• [REQUIRED WORK]: If a line in the entries below holds the string "once", copy it.

------------------------------------------------------------

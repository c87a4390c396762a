use anchor_lang::prelude::*;
use anchor_lang::system_program::{transfer, Transfer};

use crate::{constants::*, errors::*, events::*, state::*};

// Settlement helpers
//
// The quorum check, boundary probe, and vault transfer live here so that
// propose, confirm, and the explicit retry all run the same settlement path.

// Probe whether the vault transfer can settle right now
// The recipient must be system-owned, and the vault must cover the full
// amount while keeping its rent-exempt minimum
pub fn transfer_ready<'info>(
    vault: &SystemAccount<'info>,
    recipient: &UncheckedAccount<'info>,
    amount: u64,
) -> Result<bool> {
    let rent_floor = Rent::get()?.minimum_balance(0);
    let needed = amount.checked_add(rent_floor).ok_or(LedgerError::Overflow)?;

    let system_owned = recipient.owner == &anchor_lang::system_program::ID;

    Ok(system_owned && vault.lamports() >= needed)
}

// Settle the proposal: mark it executed and transfer from the vault
//
// The executed flag flips strictly before the transfer CPI. A failed CPI
// reverts the flag together with the rest of the transaction, so the
// flag/transfer pair is all-or-nothing and a reentrant callee cannot
// observe an eligible proposal.
pub fn settle_transfer<'info>(
    ledger: &Account<'info, Ledger>,
    proposal: &mut Account<'info, Proposal>,
    vault: &SystemAccount<'info>,
    recipient: &UncheckedAccount<'info>,
    system_program: &Program<'info, System>,
) -> Result<()> {
    let clock = Clock::get()?;
    proposal.executed = true;
    proposal.executed_at = clock.unix_timestamp;

    let ledger_key = ledger.key();
    let vault_seeds = &[VAULT, ledger_key.as_ref(), &[ledger.vault_bump]];
    let signer_seeds = &[&vault_seeds[..]];

    let cpi_context = CpiContext::new_with_signer(
        system_program.to_account_info(),
        Transfer {
            from: vault.to_account_info(),
            to: recipient.to_account_info(),
        },
        signer_seeds,
    );

    transfer(cpi_context, proposal.amount).map_err(|_| error!(LedgerError::ExecutionFailed))?;

    emit!(ProposalExecuted {
        ledger: ledger_key,
        proposal_id: proposal.proposal_id,
        recipient: proposal.recipient,
        amount: proposal.amount,
    });

    Ok(())
}

// Settlement attempt run after every recorded confirmation
//
// Below quorum this is a no-op. At quorum, an unready boundary defers
// settlement instead of failing the confirmation: the recorded
// confirmations stand and a later confirm or explicit retry can settle.
pub fn auto_execute<'info>(
    ledger: &Account<'info, Ledger>,
    proposal: &mut Account<'info, Proposal>,
    vault: &SystemAccount<'info>,
    recipient: &UncheckedAccount<'info>,
    system_program: &Program<'info, System>,
) -> Result<()> {
    if !proposal.quorum_reached(ledger.required) {
        return Ok(());
    }

    if !transfer_ready(vault, recipient, proposal.amount)? {
        emit!(ExecutionDeferred {
            ledger: ledger.key(),
            proposal_id: proposal.proposal_id,
            amount: proposal.amount,
            vault_balance: vault.lamports(),
        });
        return Ok(());
    }

    settle_transfer(ledger, proposal, vault, recipient, system_program)
}
pub const ANCHOR_DISCRIMINATOR: usize = 8;

// Seeds for PDA derivation: ["ledger", creator, ledger_id]
pub const LEDGER: &[u8] = b"ledger";

// Seeds for PDA derivation: ["proposal", ledger, proposal_id]
pub const PROPOSAL: &[u8] = b"proposal";

// Seeds for PDA derivation: ["vault", ledger]
pub const VAULT: &[u8] = b"vault";

// Maximum number of registered signers per ledger
pub const MAX_SIGNERS: usize = 10;
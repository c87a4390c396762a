use anchor_lang::prelude::*;
pub mod constants;
pub mod errors;
pub mod events;
pub mod helpers;
pub mod instructions;
pub mod state;

pub use errors::*;
pub use instructions::*;
pub use state::*;

declare_id!("EnA8RsFjEQDK3XCYDmVxmintqV3FB7jGXvRDZTJbsf67");

#[program]
pub mod confirmation_ledger {
    use super::*;

    // Initialize a new confirmation ledger
    // Registers the signer set and quorum threshold, creates the vault PDA
    // Both are immutable for the life of the ledger
    pub fn create_ledger(
        ctx: Context<CreateLedger>,
        ledger_id: u64,
        signers: Vec<Pubkey>,
        required: u8,
    ) -> Result<()> {
        ctx.accounts
            .create_ledger(ledger_id, signers, required, &ctx.bumps)
    }

    // Create a transfer proposal
    // The proposer's own confirmation is recorded in the same step, and
    // settlement fires immediately if that already satisfies the quorum
    pub fn propose_transfer(ctx: Context<ProposeTransfer>, amount: u64) -> Result<()> {
        ctx.accounts.propose_transfer(amount, &ctx.bumps)
    }

    // Confirm an existing transfer proposal
    // Each signer can confirm once; settlement fires when quorum is reached
    pub fn confirm_transfer(ctx: Context<ConfirmTransfer>) -> Result<()> {
        ctx.accounts.confirm_transfer()
    }

    // Retry settlement of a proposal at quorum whose auto-fire attempt was
    // deferred by an unready vault or recipient
    pub fn execute_transfer(ctx: Context<ExecuteTransfer>) -> Result<()> {
        ctx.accounts.execute_transfer()
    }
}
use anchor_lang::prelude::*;
use anchor_lang::system_program::{create_account, CreateAccount};
use crate::{state::*, errors::*, constants::*};

// Create Ledger Instruction
//
// One-shot initialization of a confirmation ledger:
// - Registers the full signer set
// - Stores the quorum threshold
// - Creates the vault PDA that holds the ledger's SOL
//
// The signer set and threshold are fixed for the life of the ledger.
// There is no add/remove-signer or change-quorum path.

#[derive(Accounts)]
#[instruction(ledger_id: u64)]
pub struct CreateLedger<'info> {
    // Bootstrap identity; pays for account creation
    // Not required to appear in the signer set
    #[account(mut)]
    pub creator: Signer<'info>,

    // Ledger account PDA
    // Seeds: ["ledger", creator, ledger_id]
    // init means this address can be created exactly once; a repeat call
    // fails at account creation, before any instruction logic runs
    #[account(
        init,
        payer = creator,
        space = ANCHOR_DISCRIMINATOR + Ledger::INIT_SPACE,
        seeds = [
            LEDGER,
            creator.key().as_ref(),
            &ledger_id.to_le_bytes(),
        ],
        bump,
    )]
    pub ledger: Account<'info, Ledger>,

    // Vault PDA - holds SOL for the ledger
    // Seeds: ["vault", ledger]
    // Created as a system-owned account
    #[account(
        mut,
        seeds = [
            VAULT,
            ledger.key().as_ref(),
        ],
        bump,
    )]
    pub vault: SystemAccount<'info>,

    pub system_program: Program<'info, System>,
}

impl<'info> CreateLedger<'info> {
    pub fn create_ledger(
        &mut self,
        ledger_id: u64,
        signers: Vec<Pubkey>,
        required: u8,
        bumps: &CreateLedgerBumps,
    ) -> Result<()> {
        let ledger_key = self.ledger.key();

        // init hands over a zeroed account; a populated signer table means
        // this PDA was already set up
        require!(
            self.ledger.signer_count == 0,
            LedgerError::AlreadyInitialized
        );

        // 1. Capacity Check
        require!(signers.len() <= MAX_SIGNERS, LedgerError::TooManySigners);

        // 2. Quorum Validation
        // 1 <= required <= |signers| (an empty signer list fails here too)
        require!(
            required >= 1 && (required as usize) <= signers.len(),
            LedgerError::InvalidQuorum
        );

        // 3. Signer Set Validation
        // No null identity, no duplicates
        let mut table = [Pubkey::default(); MAX_SIGNERS];
        for (i, signer) in signers.iter().enumerate() {
            require!(*signer != Pubkey::default(), LedgerError::InvalidParty);
            require!(!signers[..i].contains(signer), LedgerError::InvalidParty);
            table[i] = *signer;
        }

        // 4. Set Ledger State
        self.ledger.set_inner(Ledger {
            ledger_id,
            creator: self.creator.key(),
            required,
            signer_count: signers.len() as u8,
            signers: table,
            proposal_count: 0,
            vault: self.vault.key(),
            bump: bumps.ledger,
            vault_bump: bumps.vault,
        });

        // 5. Initialize Vault Account
        // Transfer minimum rent to create the vault account
        let signer_seeds: &[&[&[u8]]] = &[&[
            VAULT,
            ledger_key.as_ref(),
            &[bumps.vault],
        ]];

        let rent = Rent::get()?;
        let min_rent = rent.minimum_balance(0);
        create_account(
            CpiContext::new(
                self.system_program.to_account_info(),
                CreateAccount {
                    from: self.creator.to_account_info(),
                    to: self.vault.to_account_info(),
                },
            )
            .with_signer(signer_seeds),
            min_rent,
            0,
            &self.system_program.key(),
        )?;

        Ok(())
    }
}
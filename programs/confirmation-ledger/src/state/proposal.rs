use anchor_lang::prelude::*;
use crate::constants::MAX_SIGNERS;

// Proposal account
// A pending or executed request to transfer lamports from the vault
//
// `executed` is terminal: once true it never transitions back. The
// confirmation set is a bitmap over signer indices plus an explicit count;
// both only ever grow, and a proposal account is never closed, so the chain
// keeps the full audit record.
#[account]
#[derive(InitSpace)]
pub struct Proposal {
    // The ledger this proposal belongs to
    pub ledger: Pubkey,

    // Unique proposal number within this ledger
    // Dense, starting at 0; fixed into the account PDA so ids never repeat
    pub proposal_id: u64,

    // Who created this proposal (must be a registered signer)
    pub proposer: Pubkey,

    // Recipient of the vault transfer
    pub recipient: Pubkey,

    // Lamports to transfer from the vault
    pub amount: u64,

    // Whether the transfer has settled
    pub executed: bool,

    // Bitmap of confirmations by signer index
    pub confirmation_bitmap: u64,

    // Current confirmation count
    pub confirmation_count: u8,

    // Timestamp when the proposal was created
    pub created_at: i64,

    // Timestamp when the proposal was executed (0 if not executed)
    pub executed_at: i64,

    // PDA bump seed
    pub bump: u8,
}

impl Proposal {
    // Check if the signer at the given index has confirmed
    pub fn is_confirmed_by(&self, signer_index: usize) -> bool {
        if signer_index >= MAX_SIGNERS {
            return false;
        }
        (self.confirmation_bitmap & (1u64 << signer_index)) != 0
    }

    // Record a confirmation from the signer at the given index
    // Returns false if the index is out of range or already recorded
    pub fn confirm(&mut self, signer_index: usize) -> bool {
        if signer_index >= MAX_SIGNERS || self.is_confirmed_by(signer_index) {
            return false;
        }

        self.confirmation_bitmap |= 1u64 << signer_index;
        self.confirmation_count += 1;
        true
    }

    // Check if the proposal is eligible for settlement
    pub fn quorum_reached(&self, required: u8) -> bool {
        self.confirmation_count >= required && !self.executed
    }
}
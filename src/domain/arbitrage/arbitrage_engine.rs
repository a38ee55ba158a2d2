//! Arbitrage engine - flash loan funded round trip between two venues

use std::sync::{Arc, Mutex, MutexGuard, PoisonError};

use solana_sdk::hash::Hash;
use solana_sdk::pubkey::Pubkey;
use tracing::{debug, info};

use super::profitability_guard::{check_profitability, ProfitabilityQuote};
use super::settlement::settle;
use super::swap_executor::{execute_swap, SwapLeg};
use super::trust_gate::{verify_callback, verify_in_flight, InFlightLoan};
use super::{select_route, ArbitrageParams, Direction};
use crate::domain::dex::Venue;
use crate::domain::execution::Ledger;
use crate::domain::lending::{callback_success, FlashLender, FlashLoanReceiver, Loan};
use crate::shared::errors::ExecutionResult;

/// Borrows one asset, trades it through one venue and back through the other, repays
/// the lender and forwards the surplus.
///
/// The engine holds no funds between attempts beyond the `amount_required` surplus it
/// keeps on each success. Atomicity comes from the caller running [`FlashArbitrage::arbitrage`]
/// inside a [`Runtime`](crate::domain::execution::Runtime) unit.
///
/// A callback is only honoured while a loan requested by [`FlashArbitrage::arbitrage`] is
/// outstanding, and at most once per loan.
pub struct FlashArbitrage {
    address: Pubkey,
    lender: Arc<dyn FlashLender>,
    first_venue: Arc<dyn Venue>,
    second_venue: Arc<dyn Venue>,
    in_flight: Mutex<Option<InFlightLoan>>,
}

impl FlashArbitrage {
    pub fn new(
        address: Pubkey,
        lender: Arc<dyn FlashLender>,
        first_venue: Arc<dyn Venue>,
        second_venue: Arc<dyn Venue>,
    ) -> Self {
        Self {
            address,
            lender,
            first_venue,
            second_venue,
            in_flight: Mutex::new(None),
        }
    }

    pub fn address(&self) -> Pubkey {
        self.address
    }

    pub fn lender(&self) -> &Arc<dyn FlashLender> {
        &self.lender
    }

    fn in_flight(&self) -> MutexGuard<'_, Option<InFlightLoan>> {
        self.in_flight.lock().unwrap_or_else(PoisonError::into_inner)
    }

    /// Venues in trading order for `direction`
    pub fn route(&self, direction: Direction) -> (&dyn Venue, &dyn Venue) {
        select_route(direction, self.first_venue.as_ref(), self.second_venue.as_ref())
    }

    /// Start an attempt: simulate, validate the floors, then request the loan.
    ///
    /// Nothing is borrowed when the simulation misses `min_amount_borrowed_token` or the
    /// floor cannot cover repayment plus `amount_required`.
    pub fn arbitrage(
        &self,
        ledger: &mut Ledger,
        borrowed_token: &Pubkey,
        amount: u64,
        params: &ArbitrageParams,
    ) -> ExecutionResult<ProfitabilityQuote> {
        let (first, second) = self.route(params.direction);
        let quote = check_profitability(ledger, first, second, borrowed_token, amount, params)?;

        let fee = self.lender.flash_fee(borrowed_token, amount)?;
        params.ensure_consistent(amount, fee)?;
        let payload = params.encode()?;

        info!(
            direction = %params.direction,
            amount,
            fee,
            expected_out = quote.borrowed_token_out,
            "requesting flash loan"
        );
        *self.in_flight() = Some(InFlightLoan {
            asset: *borrowed_token,
            amount,
        });
        let loan = self
            .lender
            .flash_loan(ledger, &self.address, self, borrowed_token, amount, &payload);
        // Cleared on both paths so a later callback cannot ride on this request
        self.in_flight().take();
        loan?;
        Ok(quote)
    }
}

impl FlashLoanReceiver for FlashArbitrage {
    fn address(&self) -> Pubkey {
        self.address
    }

    fn execute_operation(
        &self,
        ledger: &mut Ledger,
        caller: &Pubkey,
        asset: &Pubkey,
        amount: u64,
        fee: u64,
        initiator: &Pubkey,
        payload: &[u8],
    ) -> ExecutionResult<Hash> {
        verify_callback(caller, initiator, &self.lender.address(), &self.address)?;
        let in_flight = self.in_flight().take();
        verify_in_flight(in_flight, asset, amount, initiator, &self.address)?;
        let params = ArbitrageParams::decode(payload)?;
        // The actual fee may differ from the one checked before the loan
        params.ensure_consistent(amount, fee)?;

        let (first, second) = self.route(params.direction);
        let swapped = execute_swap(
            ledger,
            &self.address,
            first,
            &SwapLeg {
                token_in: *asset,
                token_out: params.swap_token,
                amount_in: amount,
                min_amount_out: params.min_amount_swap_token,
                deadline: params.deadline,
            },
        )?;
        let received = execute_swap(
            ledger,
            &self.address,
            second,
            &SwapLeg {
                token_in: params.swap_token,
                token_out: *asset,
                amount_in: swapped,
                min_amount_out: params.min_amount_borrowed_token,
                deadline: params.deadline,
            },
        )?;
        debug!(amount, swapped, received, "round trip complete");

        let loan = Loan {
            lender: *caller,
            asset: *asset,
            amount,
            fee,
            initiator: *initiator,
        };
        settle(
            ledger,
            &self.address,
            &loan,
            received,
            params.amount_required,
            &params.profit_receiver,
        )?;
        Ok(callback_success())
    }
}
// src/report.rs
use chrono::{DateTime, Utc};
use serde::{Deserialize, Serialize};

use crate::domain::arbitrage::Direction;
use crate::domain::execution::LedgerEvent;
use crate::math::calculate_profit_bps;
use crate::shared::types::Token;
use crate::shared::utils;

/// Amounts for the two hops of a round trip, in trading order
#[derive(Debug, Clone, Copy, Default, PartialEq, Eq, Serialize, Deserialize)]
pub struct HopAmounts {
    /// Swap token received on hop one
    pub first_hop: u64,
    /// Borrowed token received on hop two
    pub second_hop: u64,
}

#[derive(Debug, Serialize, Deserialize)]
pub struct ArbitrageReport {
    pub id: String,
    pub success: bool,
    pub error: Option<String>,

    pub direction: Direction,
    pub borrowed_token: Token,
    pub swap_token: Token,
    pub amount: u64,
    pub fee: u64,

    pub quotes: HopAmounts,
    pub floors: HopAmounts,
    pub realized: Option<HopAmounts>,

    pub profit: u64,
    pub profit_ui: f64,
    /// Net profit relative to the principal
    pub profit_bps: i64,
    /// Hop-two output against the principal, before the fee and the retained surplus
    pub gross_spread_bps: i64,
    pub receiver_delta: u64,

    /// Hex of the borsh callback payload
    pub payload: Option<String>,
    pub events: Vec<LedgerEvent>,
    pub timestamp: DateTime<Utc>,
}

impl ArbitrageReport {
    pub fn new(direction: Direction, borrowed_token: Token, swap_token: Token, amount: u64) -> Self {
        Self {
            id: utils::generate_id(),
            success: false,
            error: None,
            direction,
            borrowed_token,
            swap_token,
            amount,
            fee: 0,
            quotes: HopAmounts::default(),
            floors: HopAmounts::default(),
            realized: None,
            profit: 0,
            profit_ui: 0.0,
            profit_bps: 0,
            gross_spread_bps: 0,
            receiver_delta: 0,
            payload: None,
            events: Vec::new(),
            timestamp: Utc::now(),
        }
    }

    pub fn with_plan(mut self, fee: u64, quotes: HopAmounts, floors: HopAmounts, payload: &[u8]) -> Self {
        self.fee = fee;
        self.quotes = quotes;
        self.floors = floors;
        self.payload = Some(hex::encode(payload));
        self
    }

    pub fn with_error(mut self, error: impl ToString) -> Self {
        self.success = false;
        self.error = Some(error.to_string());
        self
    }

    /// Fill realized amounts from the events of a committed attempt
    pub fn with_events(mut self, events: Vec<LedgerEvent>, receiver_delta: u64) -> Self {
        let swaps: Vec<u64> = events
            .iter()
            .filter_map(|e| match e {
                LedgerEvent::Swap { amount_out, .. } => Some(*amount_out),
                _ => None,
            })
            .collect();
        if let [first_hop, second_hop] = swaps.as_slice() {
            self.realized = Some(HopAmounts {
                first_hop: *first_hop,
                second_hop: *second_hop,
            });
            self.gross_spread_bps = calculate_profit_bps(self.amount, *second_hop);
        }
        self.profit = events
            .iter()
            .find_map(|e| match e {
                LedgerEvent::Settlement { profit, .. } => Some(*profit),
                _ => None,
            })
            .unwrap_or(0);
        self.profit_ui = self.borrowed_token.to_ui(self.profit);
        self.profit_bps = calculate_profit_bps(self.amount, self.amount.saturating_add(self.profit));
        self.receiver_delta = receiver_delta;
        self.success = true;
        self.error = None;
        self.events = events;
        self
    }

    pub fn to_json(&self) -> Result<String, serde_json::Error> {
        serde_json::to_string_pretty(self)
    }
}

------------------------------------------------------------

• [RESPONSE]:
    // Each signer can confirm once; settlement fires when quorum is reached
    // init means this address can be created exactly once; a repeat call
// `executed` is terminal: once true it never transitions back. The
/// outstanding, and at most once per loan.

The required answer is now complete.